(Saved data entries)
========

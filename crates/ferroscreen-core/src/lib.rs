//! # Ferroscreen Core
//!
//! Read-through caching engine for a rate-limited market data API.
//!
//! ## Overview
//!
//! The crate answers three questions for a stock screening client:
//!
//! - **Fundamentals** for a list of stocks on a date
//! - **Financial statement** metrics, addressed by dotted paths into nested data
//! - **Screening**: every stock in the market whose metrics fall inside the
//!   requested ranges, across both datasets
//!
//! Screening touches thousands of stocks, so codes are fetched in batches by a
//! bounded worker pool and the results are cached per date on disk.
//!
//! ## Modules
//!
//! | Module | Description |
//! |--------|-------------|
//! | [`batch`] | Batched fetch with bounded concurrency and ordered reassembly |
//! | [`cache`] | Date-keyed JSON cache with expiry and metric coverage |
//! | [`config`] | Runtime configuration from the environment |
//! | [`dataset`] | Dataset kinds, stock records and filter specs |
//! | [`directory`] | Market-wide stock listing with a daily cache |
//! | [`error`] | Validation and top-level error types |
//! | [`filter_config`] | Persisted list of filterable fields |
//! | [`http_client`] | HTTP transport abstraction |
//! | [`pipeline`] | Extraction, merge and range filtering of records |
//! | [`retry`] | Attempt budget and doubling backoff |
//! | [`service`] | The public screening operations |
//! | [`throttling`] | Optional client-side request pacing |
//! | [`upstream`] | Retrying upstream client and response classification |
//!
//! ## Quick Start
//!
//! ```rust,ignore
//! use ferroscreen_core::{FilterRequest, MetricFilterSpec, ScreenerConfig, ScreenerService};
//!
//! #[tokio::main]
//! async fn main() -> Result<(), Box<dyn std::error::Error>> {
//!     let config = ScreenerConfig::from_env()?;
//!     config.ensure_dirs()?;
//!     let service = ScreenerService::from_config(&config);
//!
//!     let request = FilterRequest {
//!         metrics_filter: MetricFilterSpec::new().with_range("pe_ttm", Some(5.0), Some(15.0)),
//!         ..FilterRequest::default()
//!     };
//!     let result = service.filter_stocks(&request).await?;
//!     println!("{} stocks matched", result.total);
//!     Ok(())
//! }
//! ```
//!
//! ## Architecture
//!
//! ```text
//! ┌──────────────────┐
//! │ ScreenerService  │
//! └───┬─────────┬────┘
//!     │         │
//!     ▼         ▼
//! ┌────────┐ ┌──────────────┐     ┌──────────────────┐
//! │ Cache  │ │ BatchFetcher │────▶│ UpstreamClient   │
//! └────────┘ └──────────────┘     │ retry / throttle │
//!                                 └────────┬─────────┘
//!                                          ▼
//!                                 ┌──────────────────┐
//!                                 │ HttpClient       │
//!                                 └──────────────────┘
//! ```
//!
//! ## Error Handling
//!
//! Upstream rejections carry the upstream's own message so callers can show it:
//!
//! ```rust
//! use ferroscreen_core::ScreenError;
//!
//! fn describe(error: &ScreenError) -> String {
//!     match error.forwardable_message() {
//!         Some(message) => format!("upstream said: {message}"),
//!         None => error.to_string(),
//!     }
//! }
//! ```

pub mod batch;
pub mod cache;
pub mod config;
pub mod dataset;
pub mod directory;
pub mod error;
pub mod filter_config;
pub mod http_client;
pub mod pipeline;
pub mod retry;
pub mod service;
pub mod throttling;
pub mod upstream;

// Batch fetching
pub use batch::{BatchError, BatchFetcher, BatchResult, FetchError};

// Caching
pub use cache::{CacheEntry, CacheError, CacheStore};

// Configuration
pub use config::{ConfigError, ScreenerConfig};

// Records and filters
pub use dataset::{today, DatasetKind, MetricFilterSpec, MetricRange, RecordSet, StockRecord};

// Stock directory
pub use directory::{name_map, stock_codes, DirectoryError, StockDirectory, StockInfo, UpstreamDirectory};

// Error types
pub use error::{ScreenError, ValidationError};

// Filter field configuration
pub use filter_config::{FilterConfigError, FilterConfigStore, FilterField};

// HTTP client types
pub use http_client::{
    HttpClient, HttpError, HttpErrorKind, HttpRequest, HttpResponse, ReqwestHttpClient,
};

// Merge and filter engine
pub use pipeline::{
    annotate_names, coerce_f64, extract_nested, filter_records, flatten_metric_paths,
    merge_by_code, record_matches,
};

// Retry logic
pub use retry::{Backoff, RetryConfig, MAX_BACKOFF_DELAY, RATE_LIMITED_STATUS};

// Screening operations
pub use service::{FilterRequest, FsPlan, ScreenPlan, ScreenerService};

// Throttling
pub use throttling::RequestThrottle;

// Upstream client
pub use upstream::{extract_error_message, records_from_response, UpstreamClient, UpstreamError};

========

_Brief_
Read the data above. Pull out each line in which the string "operations" appears.

_Solution below_
//! | [`service`] | The public screening operations |
// Screening operations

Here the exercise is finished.